Stone died on November 18, 1935, at a hospital in New York City.

==Collection of Arms and Armor==
Early on in his childhood, Stone began to show an interest in weapons. He acquired the first item with which he started his collection at an auction in New York, a Persian gun, shortly after graduation. His first published article on weapons in the Magazine of Antique Firearms (1911–1912) was about a set of rifles, one of which is likely to be said Persian gun.

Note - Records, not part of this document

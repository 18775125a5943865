//! The update endpoint the editor submits to, and how its replies are read.

use crate::data::event::{Event, EventData};
use crate::data::persistence::Persistable;
use anyhow::{Context, Result};
use serde_json::{json, Value};
use std::path::PathBuf;
use thiserror::Error;

/// How much of an unparseable reply is echoed back to the user.
const DIAGNOSTIC_CHARS: usize = 100;

#[derive(Debug, Clone, PartialEq)]
pub struct GatewayResponse {
    pub status: u16,
    pub body: String,
}

impl GatewayResponse {
    pub fn json(status: u16, body: &Value) -> Self {
        GatewayResponse {
            status,
            body: body.to_string(),
        }
    }

    pub fn is_success(&self) -> bool {
        (200..300).contains(&self.status)
    }
}

/// Accepts an updated event for the record currently stored under `slug`.
/// `Err` means the request never produced a reply.
pub trait EventSink: Send + Sync {
    fn put_event(&self, slug: &str, token: &str, event: &Event) -> Result<GatewayResponse>;
}

#[derive(Debug, Error, Clone, PartialEq)]
pub enum SubmitError {
    #[error("{0}")]
    Transport(String),
    #[error("Invalid response from server: {0}...")]
    Malformed(String),
    #[error("{0}")]
    Rejected(String),
}

/// Reads a reply: the body must be JSON, and a non-2xx status surfaces the
/// server's `error` text verbatim.
pub fn interpret_response(response: &GatewayResponse) -> Result<Value, SubmitError> {
    let parsed: Value = serde_json::from_str(&response.body).map_err(|_| {
        SubmitError::Malformed(response.body.chars().take(DIAGNOSTIC_CHARS).collect())
    })?;

    if !response.is_success() {
        let message = parsed
            .get("error")
            .and_then(Value::as_str)
            .map(str::to_string)
            .unwrap_or_else(|| format!("Failed to update event: {}", response.status));
        return Err(SubmitError::Rejected(message));
    }
    Ok(parsed)
}

pub fn submit(
    sink: &dyn EventSink,
    slug: &str,
    token: &str,
    event: &Event,
) -> Result<(), SubmitError> {
    tracing::info!(slug, "submitting event update");
    let response = sink
        .put_event(slug, token, event)
        .map_err(|err| SubmitError::Transport(format!("{err:#}")))?;
    match interpret_response(&response) {
        Ok(_) => {
            tracing::info!(slug, status = response.status, "event updated");
            Ok(())
        }
        Err(err) => {
            tracing::error!(slug, status = response.status, %err, "event update failed");
            Err(err)
        }
    }
}

/// Serves updates against `events.json` in a data directory, answering the
/// way the web endpoint does.
pub struct DirEventSink {
    dir: PathBuf,
}

impl DirEventSink {
    pub fn new(dir: PathBuf) -> Self {
        DirEventSink { dir }
    }
}

impl EventSink for DirEventSink {
    fn put_event(&self, slug: &str, token: &str, event: &Event) -> Result<GatewayResponse> {
        if token.trim().is_empty() {
            return Ok(GatewayResponse::json(401, &json!({ "error": "Unauthorized" })));
        }
        let mut data = EventData::load_from(&self.dir).context("failed to load events")?;
        if !data.replace(slug, event.clone()) {
            return Ok(GatewayResponse::json(404, &json!({ "error": "Event not found" })));
        }
        data.save_to(&self.dir).context("failed to save events")?;
        let body = serde_json::to_value(event).context("failed to serialize event")?;
        Ok(GatewayResponse::json(200, &body))
    }
}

Stone must have thought rather early about the publication of an arms and armor glossary as his correspondence with the director of the Peabody Museum in Salem (now: Peabody Essex Museum), Massachusetts, Lawrence Jenkins (1872–1961) demonstrates as Stone requests images on a variety of Asian arrows. Stone is furthermore assisted and supported by the respective curators of the Metropolitan Museum of Art, Bashford Dean (1867–1928) and Dean's successor, Stephen V. Grancsay (1897–1980). Grancsay assisted Stone especially with regard to European weaponry.

At the time of his death, Stones collection of more than 5,000 items; all of which were stored or displayed in his house at W. 11th Street in New York. Stone bequeathed approximately 3,500 items to the Metropolitan Museum of Art, of which 360 (non-oriental) items were transferred to the Peabody Museum. Stone also bequeathed over 1,400 Japanese sword mountings to the Cooper Union Museum (now: Cooper Hewitt, Smithsonian Design Museum) in New York, including 600 tsuba.

==Acquisition of Arms and Armor==
Stone's main source of items for his collection was most like the English dealer of tribal art and ethnographic materials William Ockelford Oldman, who is known to have provided Stone's friend Carl Otto von Kienbusch with collectibles. Oldman's practice was to send interesting items to the collectors who then chose an item and returned the remainder to Oldman.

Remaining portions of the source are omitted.